Le déclassement de l’importance économique de la France n’est pas tant du au recul de la valeur de ses exportations dans ces pays, qui est restée stable ces vingt dernières années, qu’à l’amenuisement des parts de marchés de ses entreprises, qui doivent composer avec des compétiteurs européens et asiatiques. S’il n’y avait pas de coopération monétaire, il y aurait quand même des échanges économiques (je rappelle que la France s’approvisionne par exemple en uranium au Canada et au Kazakhstan sans avoir noué d’engagement à propos de leurs monnaies), mais ceux-ci seraient plus risqués et plus instables : on pourrait s’attendre à une baisse des flux de marchandises et des investissements (non seulement français mais mondiaux), ainsi qu’à un repli des activités sur le secteur extractif.

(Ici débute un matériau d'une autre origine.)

//! Configuration for floortrack.
//!
//! Settings are read from `floortrack.toml` (by default in the user config
//! directory) and layered: file → environment → CLI flags.
//!
//! # Configuration File Format
//!
//! ```toml
//! [api]
//! base_url = "https://tracking.example.com"
//! timeout_secs = 10
//!
//! [storage]
//! data_dir = "/var/lib/floortrack"
//!
//! [logging]
//! level = "info"
//! log_dir = "/var/log/floortrack"
//! ship_remote = true
//!
//! [polling]
//! jobs_secs = 30
//! stations_secs = 60
//! timeline_secs = 30
//! factory_secs = 5
//! ```
//!
//! Environment overrides: `FLOORTRACK_API_URL`, `FLOORTRACK_DATA_DIR`,
//! `FLOORTRACK_LOG_LEVEL`. A `.env` file in the working directory is loaded
//! first.

use std::path::{Path, PathBuf};
use std::time::Duration;

use anyhow::{Context, Result};
use serde::{Deserialize, Serialize};

pub const CONFIG_FILE: &str = "floortrack.toml";
pub const APP_DIR: &str = "floortrack";

pub const ENV_API_URL: &str = "FLOORTRACK_API_URL";
pub const ENV_DATA_DIR: &str = "FLOORTRACK_DATA_DIR";
pub const ENV_LOG_LEVEL: &str = "FLOORTRACK_LOG_LEVEL";

const LOG_LEVELS: &[&str] = &["off", "error", "warn", "info", "debug", "trace"];

#[derive(Debug, Clone, PartialEq, Serialize, Deserialize)]
pub struct ApiConfig {
    #[serde(default = "default_base_url")]
    pub base_url: String,
    /// Per-request timeout
    #[serde(default = "default_timeout_secs")]
    pub timeout_secs: u64,
}

fn default_base_url() -> String {
    "http://localhost:8000".to_string()
}

fn default_timeout_secs() -> u64 {
    10
}

impl Default for ApiConfig {
    fn default() -> Self {
        Self {
            base_url: default_base_url(),
            timeout_secs: default_timeout_secs(),
        }
    }
}

#[derive(Debug, Clone, Default, PartialEq, Serialize, Deserialize)]
pub struct StorageConfig {
    /// Session token and view preferences (default: user data dir)
    #[serde(default, skip_serializing_if = "Option::is_none")]
    pub data_dir: Option<PathBuf>,
}

#[derive(Debug, Clone, PartialEq, Serialize, Deserialize)]
pub struct LoggingConfig {
    #[serde(default = "default_log_level")]
    pub level: String,
    /// Rotated log files (default: `<data_dir>/logs`)
    #[serde(default, skip_serializing_if = "Option::is_none")]
    pub log_dir: Option<PathBuf>,
    /// Ship log entries to the backend's log endpoints
    #[serde(default)]
    pub ship_remote: bool,
}

fn default_log_level() -> String {
    "info".to_string()
}

impl Default for LoggingConfig {
    fn default() -> Self {
        Self {
            level: default_log_level(),
            log_dir: None,
            ship_remote: false,
        }
    }
}

/// Refresh intervals of the watch commands, in seconds.
#[derive(Debug, Clone, PartialEq, Serialize, Deserialize)]
pub struct PollingConfig {
    #[serde(default = "default_jobs_secs")]
    pub jobs_secs: u64,
    #[serde(default = "default_stations_secs")]
    pub stations_secs: u64,
    #[serde(default = "default_timeline_secs")]
    pub timeline_secs: u64,
    #[serde(default = "default_factory_secs")]
    pub factory_secs: u64,
}

fn default_jobs_secs() -> u64 {
    30
}

fn default_stations_secs() -> u64 {
    60
}

fn default_timeline_secs() -> u64 {
    30
}

fn default_factory_secs() -> u64 {
    5
}

impl Default for PollingConfig {
    fn default() -> Self {
        Self {
            jobs_secs: default_jobs_secs(),
            stations_secs: default_stations_secs(),
            timeline_secs: default_timeline_secs(),
            factory_secs: default_factory_secs(),
        }
    }
}

/// Contents of `floortrack.toml`.
#[derive(Debug, Clone, Default, PartialEq, Serialize, Deserialize)]
pub struct FloortrackToml {
    #[serde(default)]
    pub api: ApiConfig,
    #[serde(default)]
    pub storage: StorageConfig,
    #[serde(default)]
    pub logging: LoggingConfig,
    #[serde(default)]
    pub polling: PollingConfig,
}

impl FloortrackToml {
    /// Load configuration from a TOML file.
    pub fn load(path: &Path) -> Result<Self> {
        let content = std::fs::read_to_string(path)
            .with_context(|| format!("Failed to read config file: {}", path.display()))?;

        Self::parse(&content)
    }

    /// Parse configuration from a TOML string.
    pub fn parse(content: &str) -> Result<Self> {
        toml::from_str(content).context("Failed to parse floortrack.toml")
    }

    /// Returns default configuration if the file doesn't exist.
    pub fn load_or_default(path: &Path) -> Result<Self> {
        if path.exists() {
            Self::load(path)
        } else {
            Ok(Self::default())
        }
    }

    /// Save configuration to a TOML file.
    pub fn save(&self, path: &Path) -> Result<()> {
        if let Some(parent) = path.parent()
            && !parent.as_os_str().is_empty()
        {
            std::fs::create_dir_all(parent)
                .with_context(|| format!("Failed to create {}", parent.display()))?;
        }
        let content =
            toml::to_string_pretty(self).context("Failed to serialize floortrack.toml")?;
        std::fs::write(path, content)
            .with_context(|| format!("Failed to write config file: {}", path.display()))?;
        Ok(())
    }

    /// Validate the configuration and return any warnings.
    pub fn validate(&self) -> Vec<String> {
        let mut warnings = Vec::new();

        warnings.extend(base_url_warning(&self.api.base_url));

        if self.api.timeout_secs == 0 {
            warnings.push("api.timeout_secs is 0: every request will time out".to_string());
        }

        if !LOG_LEVELS.contains(&self.logging.level.to_lowercase().as_str()) {
            warnings.push(format!(
                "Invalid logging.level '{}': expected one of {}",
                self.logging.level,
                LOG_LEVELS.join(", ")
            ));
        }

        for (name, secs) in [
            ("jobs_secs", self.polling.jobs_secs),
            ("stations_secs", self.polling.stations_secs),
            ("timeline_secs", self.polling.timeline_secs),
            ("factory_secs", self.polling.factory_secs),
        ] {
            if secs == 0 {
                warnings.push(format!("polling.{} is 0: watch mode would spin", name));
            }
        }

        warnings
    }
}

fn base_url_warning(base_url: &str) -> Option<String> {
    let url = match reqwest::Url::parse(base_url) {
        Ok(url) => url,
        Err(_) => return Some(format!("Invalid api.base_url '{}'", base_url)),
    };
    match url.scheme() {
        "https" => None,
        "http" => {
            let local = matches!(
                url.host_str(),
                Some("localhost") | Some("127.0.0.1") | Some("[::1]") | Some("::1")
            );
            (!local).then(|| {
                format!(
                    "api.base_url '{}' uses plain HTTP to a remote host: credentials are sent unencrypted",
                    base_url
                )
            })
        }
        other => Some(format!(
            "api.base_url '{}' has unsupported scheme '{}'",
            base_url, other
        )),
    }
}

/// Default location of `floortrack.toml`.
pub fn default_config_path() -> PathBuf {
    dirs::config_dir()
        .unwrap_or_else(|| PathBuf::from("."))
        .join(APP_DIR)
        .join(CONFIG_FILE)
}

fn default_data_dir() -> PathBuf {
    dirs::data_dir()
        .unwrap_or_else(|| PathBuf::from("."))
        .join(APP_DIR)
}

/// Effective configuration after applying environment and CLI overrides.
#[derive(Debug, Clone)]
pub struct Config {
    /// Path the file was (or would be) read from
    pub path: PathBuf,
    /// Parsed file contents, without overrides
    pub toml: FloortrackToml,
    pub base_url: String,
    pub data_dir: PathBuf,
    pub log_level: String,
}

impl Config {
    /// Load from `path` (or the default path) and apply process
    /// environment overrides.
    pub fn load(path: Option<&Path>, cli_api_url: Option<&str>) -> Result<Self> {
        let _ = dotenvy::dotenv();
        let path = path.map(Path::to_path_buf).unwrap_or_else(default_config_path);
        let toml = FloortrackToml::load_or_default(&path)?;
        Ok(Self::resolve(path, toml, |key| std::env::var(key).ok(), cli_api_url))
    }

    /// Apply overrides: file → `env` → CLI.
    pub fn resolve(
        path: PathBuf,
        toml: FloortrackToml,
        env: impl Fn(&str) -> Option<String>,
        cli_api_url: Option<&str>,
    ) -> Self {
        let non_empty = |key: &str| env(key).filter(|v| !v.trim().is_empty());

        let base_url = cli_api_url
            .map(str::to_string)
            .or_else(|| non_empty(ENV_API_URL))
            .unwrap_or_else(|| toml.api.base_url.clone());
        let data_dir = non_empty(ENV_DATA_DIR)
            .map(PathBuf::from)
            .or_else(|| toml.storage.data_dir.clone())
            .unwrap_or_else(default_data_dir);
        let log_level = non_empty(ENV_LOG_LEVEL).unwrap_or_else(|| toml.logging.level.clone());

        Self {
            path,
            toml,
            base_url,
            data_dir,
            log_level,
        }
    }

    pub fn timeout(&self) -> Duration {
        Duration::from_secs(self.toml.api.timeout_secs)
    }

    /// Logging settings with the log directory resolved.
    pub fn logging(&self) -> LoggingConfig {
        LoggingConfig {
            level: self.log_level.clone(),
            log_dir: Some(
                self.toml
                    .logging
                    .log_dir
                    .clone()
                    .unwrap_or_else(|| self.data_dir.join("logs")),
            ),
            ship_remote: self.toml.logging.ship_remote,
        }
    }

    pub fn polling(&self) -> &PollingConfig {
        &self.toml.polling
    }

    /// Warnings for the effective values.
    pub fn validate(&self) -> Vec<String> {
        let mut effective = self.toml.clone();
        effective.api.base_url = self.base_url.clone();
        effective.logging.level = self.log_level.clone();
        effective.validate()
    }
}

#[cfg(test)]
mod tests {
    use super::*;
    use std::collections::HashMap;
    use tempfile::TempDir;

    fn env_from(pairs: &[(&str, &str)]) -> impl Fn(&str) -> Option<String> {
        let map: HashMap<String, String> = pairs
            .iter()
            .map(|(k, v)| (k.to_string(), v.to_string()))
            .collect();
        move |key| map.get(key).cloned()
    }

    // =========================================
    // Parsing
    // =========================================

    #[test]
    fn test_parse_empty_uses_defaults() {
        let toml = FloortrackToml::parse("").unwrap();
        assert_eq!(toml, FloortrackToml::default());
        assert_eq!(toml.api.base_url, "http://localhost:8000");
        assert_eq!(toml.api.timeout_secs, 10);
        assert_eq!(toml.polling.jobs_secs, 30);
        assert_eq!(toml.polling.stations_secs, 60);
        assert!(!toml.logging.ship_remote);
    }

    #[test]
    fn test_parse_partial_sections() {
        let toml = FloortrackToml::parse(
            r#"
[api]
base_url = "https://tracking.example.com"

[polling]
jobs_secs = 10
"#,
        )
        .unwrap();
        assert_eq!(toml.api.base_url, "https://tracking.example.com");
        assert_eq!(toml.api.timeout_secs, 10);
        assert_eq!(toml.polling.jobs_secs, 10);
        assert_eq!(toml.polling.timeline_secs, 30);
    }

    #[test]
    fn test_parse_invalid_toml_fails() {
        let err = FloortrackToml::parse("[api\nbase_url =").unwrap_err();
        assert!(err.to_string().contains("floortrack.toml"));
    }

    #[test]
    fn test_save_and_load_round_trip() {
        let dir = TempDir::new().unwrap();
        let path = dir.path().join("nested").join(CONFIG_FILE);
        let mut toml = FloortrackToml::default();
        toml.logging.ship_remote = true;
        toml.storage.data_dir = Some(PathBuf::from("/srv/floortrack"));
        toml.save(&path).unwrap();

        assert_eq!(FloortrackToml::load(&path).unwrap(), toml);
    }

    #[test]
    fn test_load_or_default_missing_file() {
        let dir = TempDir::new().unwrap();
        let toml = FloortrackToml::load_or_default(&dir.path().join("absent.toml")).unwrap();
        assert_eq!(toml, FloortrackToml::default());
    }

    // =========================================
    // Validation
    // =========================================

    #[test]
    fn test_defaults_are_valid() {
        assert!(FloortrackToml::default().validate().is_empty());
    }

    #[test]
    fn test_plain_http_remote_host_warns() {
        let mut toml = FloortrackToml::default();
        toml.api.base_url = "http://tracking.example.com".to_string();
        let warnings = toml.validate();
        assert_eq!(warnings.len(), 1);
        assert!(warnings[0].contains("plain HTTP"));

        toml.api.base_url = "http://127.0.0.1:8000".to_string();
        assert!(toml.validate().is_empty());
    }

    #[test]
    fn test_zero_intervals_and_bad_level_warn() {
        let mut toml = FloortrackToml::default();
        toml.polling.jobs_secs = 0;
        toml.api.timeout_secs = 0;
        toml.logging.level = "loud".to_string();
        let warnings = toml.validate();
        assert_eq!(warnings.len(), 3);
        assert!(warnings.iter().any(|w| w.contains("polling.jobs_secs")));
        assert!(warnings.iter().any(|w| w.contains("logging.level")));
    }

    #[test]
    fn test_invalid_base_url_warns() {
        let mut toml = FloortrackToml::default();
        toml.api.base_url = "not a url".to_string();
        assert!(toml.validate()[0].contains("Invalid api.base_url"));
    }

    // =========================================
    // Layering
    // =========================================

    #[test]
    fn test_env_overrides_file() {
        let mut toml = FloortrackToml::default();
        toml.api.base_url = "https://file.example.com".to_string();
        let config = Config::resolve(
            PathBuf::from(CONFIG_FILE),
            toml,
            env_from(&[
                (ENV_API_URL, "https://env.example.com"),
                (ENV_DATA_DIR, "/tmp/ft-data"),
                (ENV_LOG_LEVEL, "debug"),
            ]),
            None,
        );
        assert_eq!(config.base_url, "https://env.example.com");
        assert_eq!(config.data_dir, PathBuf::from("/tmp/ft-data"));
        assert_eq!(config.log_level, "debug");
        assert_eq!(config.logging().log_dir, Some(PathBuf::from("/tmp/ft-data/logs")));
    }

    #[test]
    fn test_cli_overrides_env() {
        let config = Config::resolve(
            PathBuf::from(CONFIG_FILE),
            FloortrackToml::default(),
            env_from(&[(ENV_API_URL, "https://env.example.com")]),
            Some("https://cli.example.com"),
        );
        assert_eq!(config.base_url, "https://cli.example.com");
    }

    #[test]
    fn test_blank_env_is_ignored() {
        let config = Config::resolve(
            PathBuf::from(CONFIG_FILE),
            FloortrackToml::default(),
            env_from(&[(ENV_API_URL, "  ")]),
            None,
        );
        assert_eq!(config.base_url, "http://localhost:8000");
    }

    #[test]
    fn test_effective_validation_uses_overrides() {
        let config = Config::resolve(
            PathBuf::from(CONFIG_FILE),
            FloortrackToml::default(),
            env_from(&[(ENV_API_URL, "http://plant-server:8000")]),
            None,
        );
        assert_eq!(config.validate().len(), 1);
    }
}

En l’absence de parité fixe avec l’euro, les monnaies africaines dépendraient exclusivement des fluctuations du dollar, la plus puissante monnaie de référence au monde dont dépendent les cours de la majorité des matières premières, mais toutefois sans bénéficier de garanties de stabilité et de convertibilité comme dans le cadre du partenariat monétaire avec la France. Quant à la Chine, le seul phénomène qui dérangerait ses stratégies d’expansion économique en Afrique, ce serait que les marchés communs africains (notamment de la zone franc) se développent suffisamment pour avoir la capacité de rivaliser avec les marchandises à basse valeur ajoutée qu’elle écoule chez eux. Autant les émergences africaines stimuleraient les échanges entre l’Europe et l’Afrique, les faisant monter en qualité, autant elles priveraient la Chine d’un de ses réservoirs de matières premières (les approvisionnements des Européens sont surtout issus de pays d’Europe, de la Russie et de son voisinage et du Moyen-Orient). Que les pays de la zone franc poursuivent leur addiction aux matières premières avec ce mauvais compromis qu’est l’éco, ou sans avoir une monnaie liée à l’euro, et la Chine pourra sans complexes continuer à puiser dans leurs stocks. Cela inaugurerait non pas une nouvelle étape vers l’autosuffisance, mais bien un approfondissement de leur dépendance économique et politique.